### SUPPLIED RECORDS
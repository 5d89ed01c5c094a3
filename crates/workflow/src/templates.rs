// standard library
use std::fmt;
use std::fs::File;
use std::io::BufReader;
use std::path::Path;
use std::str::FromStr;

// internal modules
use crate::error::{Error, Result};

// external crates
use log::{debug, info};
use serde::{Deserialize, Serialize};

/// The kinds of process recorded for a PRISMS-PF simulation
#[derive(Debug, Clone, Copy, PartialEq, Eq, Hash)]
pub enum SampleKind {
    /// Numerical parameters from `parameters.in`
    NumericalParameters,
    /// Model constants from `parameters.in`
    ModelParameters,
    /// PRISMS-PF version and application
    Software,
    /// One variable from `equations.h`
    Equations,
    /// Host and core count
    Environment,
    /// The simulation consuming every other sample
    Simulation,
}

impl SampleKind {
    /// Every kind, in the order the commands are listed
    pub const ALL: [SampleKind; 6] = [
        Self::NumericalParameters,
        Self::ModelParameters,
        Self::Software,
        Self::Equations,
        Self::Environment,
        Self::Simulation,
    ];

    /// Command name, also used as the key in a templates file
    pub fn command(&self) -> &'static str {
        match self {
            Self::NumericalParameters => "numerical-parameters",
            Self::ModelParameters => "model-parameters",
            Self::Software => "software",
            Self::Equations => "equations",
            Self::Environment => "environment",
            Self::Simulation => "simulation",
        }
    }

    /// Human readable name, e.g. `Computing Environment`
    pub fn description(&self) -> &'static str {
        match self {
            Self::NumericalParameters => "Numerical Parameters",
            Self::ModelParameters => "Model Parameters",
            Self::Software => "Software",
            Self::Equations => "Equations",
            Self::Environment => "Computing Environment",
            Self::Simulation => "Simulation",
        }
    }
}

impl fmt::Display for SampleKind {
    fn fmt(&self, f: &mut fmt::Formatter) -> fmt::Result {
        write!(f, "{}", self.description())
    }
}

impl FromStr for SampleKind {
    type Err = Error;

    fn from_str(s: &str) -> Result<Self> {
        Self::ALL
            .into_iter()
            .find(|kind| kind.command() == s)
            .ok_or_else(|| Error::UnknownTemplate(s.to_string()))
    }
}

/// Template id used for each kind of process
///
/// Resolved once at start and passed to every workflow. A JSON file keyed by
/// command name may override any subset of the defaults:
///
/// ```rust
/// # use pfmc_workflow::{SampleKind, Templates};
/// let templates = Templates::from_json(r#"{"software": "custom_Software"}"#).unwrap();
///
/// assert_eq!(templates.template(SampleKind::Software), "custom_Software");
/// assert_eq!(
///     templates.template(SampleKind::Simulation),
///     "global_Phase Field Simulation"
/// );
/// ```
#[derive(Debug, Clone, PartialEq, Eq, Serialize, Deserialize)]
#[serde(default, deny_unknown_fields, rename_all = "kebab-case")]
pub struct Templates {
    /// Template for `numerical-parameters`
    pub numerical_parameters: String,
    /// Template for `model-parameters`
    pub model_parameters: String,
    /// Template for `software`
    pub software: String,
    /// Template for `equations`
    pub equations: String,
    /// Template for `environment`
    pub environment: String,
    /// Template for `simulation` and `full-simulation`
    pub simulation: String,
}

impl Default for Templates {
    fn default() -> Self {
        Self {
            numerical_parameters: "global_Phase Field Simulation: Numerical Parameters".into(),
            model_parameters: "global_Phase Field Simulation: Set Model Parameters".into(),
            software: "global_Phase Field Simulation: Software".into(),
            equations: "global_Phase Field Simulation: Variable Name and Governing Equation"
                .into(),
            environment: "global_Phase Field Simulation: Set Computing Environment".into(),
            simulation: "global_Phase Field Simulation".into(),
        }
    }
}

impl Templates {
    /// Read overrides from a JSON file
    pub fn from_file<P: AsRef<Path>>(path: P) -> Result<Self> {
        info!("Reading templates from {}", path.as_ref().display());
        let reader = BufReader::new(File::open(path)?);
        let templates: Self = serde_json::from_reader(reader)?;
        debug!("{templates:?}");
        Ok(templates)
    }

    /// Read overrides from a JSON string
    pub fn from_json(json: &str) -> Result<Self> {
        Ok(serde_json::from_str(json)?)
    }

    /// Template id for a kind of process
    pub fn template(&self, kind: SampleKind) -> &str {
        match kind {
            SampleKind::NumericalParameters => &self.numerical_parameters,
            SampleKind::ModelParameters => &self.model_parameters,
            SampleKind::Software => &self.software,
            SampleKind::Equations => &self.equations,
            SampleKind::Environment => &self.environment,
            SampleKind::Simulation => &self.simulation,
        }
    }

    /// Template id for a command name
    pub fn get(&self, command: &str) -> Result<&str> {
        Ok(self.template(command.parse()?))
    }
}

### EXERCISE INSTRUCTIONS
Write out exactly, please, the lines beginning at the start of the material and ending with the line that holds "pub enum SampleKind", both included.

### SOLVED EXERCISE
repository 5d89ed01c5c094a3
filename crates/workflow/src/templates.rs
// standard library
use std::fmt;
use std::fs::File;
use std::io::BufReader;
use std::path::Path;
use std::str::FromStr;

// internal modules
use crate::error::{Error, Result};

// external crates
use log::{debug, info};
use serde::{Deserialize, Serialize};

/// The kinds of process recorded for a PRISMS-PF simulation
#[derive(Debug, Clone, Copy, PartialEq, Eq, Hash)]
pub enum SampleKind {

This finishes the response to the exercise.